Data excerpts -
┄┄┄┄┄┄┄┄┄┄┄┄┄┄┄┄┄┄┄┄

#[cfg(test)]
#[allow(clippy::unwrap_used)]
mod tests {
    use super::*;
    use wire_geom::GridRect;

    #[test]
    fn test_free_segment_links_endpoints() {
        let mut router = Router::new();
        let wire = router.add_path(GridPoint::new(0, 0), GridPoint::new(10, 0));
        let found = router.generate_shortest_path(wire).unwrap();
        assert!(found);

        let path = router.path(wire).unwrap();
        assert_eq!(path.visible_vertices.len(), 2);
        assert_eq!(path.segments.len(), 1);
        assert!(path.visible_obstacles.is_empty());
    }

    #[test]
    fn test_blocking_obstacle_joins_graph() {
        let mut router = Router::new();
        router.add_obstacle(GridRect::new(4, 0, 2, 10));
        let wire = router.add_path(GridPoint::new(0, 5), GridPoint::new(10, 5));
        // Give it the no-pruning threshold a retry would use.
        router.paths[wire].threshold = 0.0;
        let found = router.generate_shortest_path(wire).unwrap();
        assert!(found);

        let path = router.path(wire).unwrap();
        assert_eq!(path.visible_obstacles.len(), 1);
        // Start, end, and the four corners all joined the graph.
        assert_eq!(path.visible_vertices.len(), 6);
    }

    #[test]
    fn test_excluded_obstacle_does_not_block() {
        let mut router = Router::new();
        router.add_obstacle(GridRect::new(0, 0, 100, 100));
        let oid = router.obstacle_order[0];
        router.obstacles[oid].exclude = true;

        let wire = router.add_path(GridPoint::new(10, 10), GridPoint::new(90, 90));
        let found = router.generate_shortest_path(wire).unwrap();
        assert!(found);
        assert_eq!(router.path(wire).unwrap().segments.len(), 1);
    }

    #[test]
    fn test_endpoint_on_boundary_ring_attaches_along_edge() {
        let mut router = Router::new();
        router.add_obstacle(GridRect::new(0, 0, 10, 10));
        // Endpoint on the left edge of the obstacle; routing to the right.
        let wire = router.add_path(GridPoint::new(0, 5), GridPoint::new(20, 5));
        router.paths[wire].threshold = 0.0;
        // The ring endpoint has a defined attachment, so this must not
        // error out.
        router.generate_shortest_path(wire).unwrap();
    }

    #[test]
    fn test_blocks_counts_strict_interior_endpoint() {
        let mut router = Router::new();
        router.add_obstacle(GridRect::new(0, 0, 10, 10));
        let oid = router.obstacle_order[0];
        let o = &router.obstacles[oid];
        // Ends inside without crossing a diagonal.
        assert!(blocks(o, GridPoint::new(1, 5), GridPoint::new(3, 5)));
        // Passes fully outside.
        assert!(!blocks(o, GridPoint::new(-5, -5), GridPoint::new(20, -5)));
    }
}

┄┄┄┄┄┄┄┄┄┄┄┄┄┄┄┄┄┄┄┄

PROBLEM REQUIREMENTS - Your task is to retype all the records above with nothing left out.

ANSWER FOR THIS EXERCISE -
#[cfg(test)]
#[allow(clippy::unwrap_used)]
mod tests {
    use super::*;
    use wire_geom::GridRect;

    #[test]
    fn test_free_segment_links_endpoints() {
        let mut router = Router::new();
        let wire = router.add_path(GridPoint::new(0, 0), GridPoint::new(10, 0));
        let found = router.generate_shortest_path(wire).unwrap();
        assert!(found);

        let path = router.path(wire).unwrap();
        assert_eq!(path.visible_vertices.len(), 2);
        assert_eq!(path.segments.len(), 1);
        assert!(path.visible_obstacles.is_empty());
    }

    #[test]
    fn test_blocking_obstacle_joins_graph() {
        let mut router = Router::new();
        router.add_obstacle(GridRect::new(4, 0, 2, 10));
        let wire = router.add_path(GridPoint::new(0, 5), GridPoint::new(10, 5));
        // Give it the no-pruning threshold a retry would use.
        router.paths[wire].threshold = 0.0;
        let found = router.generate_shortest_path(wire).unwrap();
        assert!(found);

        let path = router.path(wire).unwrap();
        assert_eq!(path.visible_obstacles.len(), 1);
        // Start, end, and the four corners all joined the graph.
        assert_eq!(path.visible_vertices.len(), 6);
    }

    #[test]
    fn test_excluded_obstacle_does_not_block() {
        let mut router = Router::new();
        router.add_obstacle(GridRect::new(0, 0, 100, 100));
        let oid = router.obstacle_order[0];
        router.obstacles[oid].exclude = true;

        let wire = router.add_path(GridPoint::new(10, 10), GridPoint::new(90, 90));
        let found = router.generate_shortest_path(wire).unwrap();
        assert!(found);
        assert_eq!(router.path(wire).unwrap().segments.len(), 1);
    }

    #[test]
    fn test_endpoint_on_boundary_ring_attaches_along_edge() {
        let mut router = Router::new();
        router.add_obstacle(GridRect::new(0, 0, 10, 10));
        // Endpoint on the left edge of the obstacle; routing to the right.
        let wire = router.add_path(GridPoint::new(0, 5), GridPoint::new(20, 5));
        router.paths[wire].threshold = 0.0;
        // The ring endpoint has a defined attachment, so this must not
        // error out.
        router.generate_shortest_path(wire).unwrap();
    }

    #[test]
    fn test_blocks_counts_strict_interior_endpoint() {
        let mut router = Router::new();
        router.add_obstacle(GridRect::new(0, 0, 10, 10));
        let oid = router.obstacle_order[0];
        let o = &router.obstacles[oid];
        // Ends inside without crossing a diagonal.
        assert!(blocks(o, GridPoint::new(1, 5), GridPoint::new(3, 5)));
        // Passes fully outside.
        assert!(!blocks(o, GridPoint::new(-5, -5), GridPoint::new(20, -5)));
    }
}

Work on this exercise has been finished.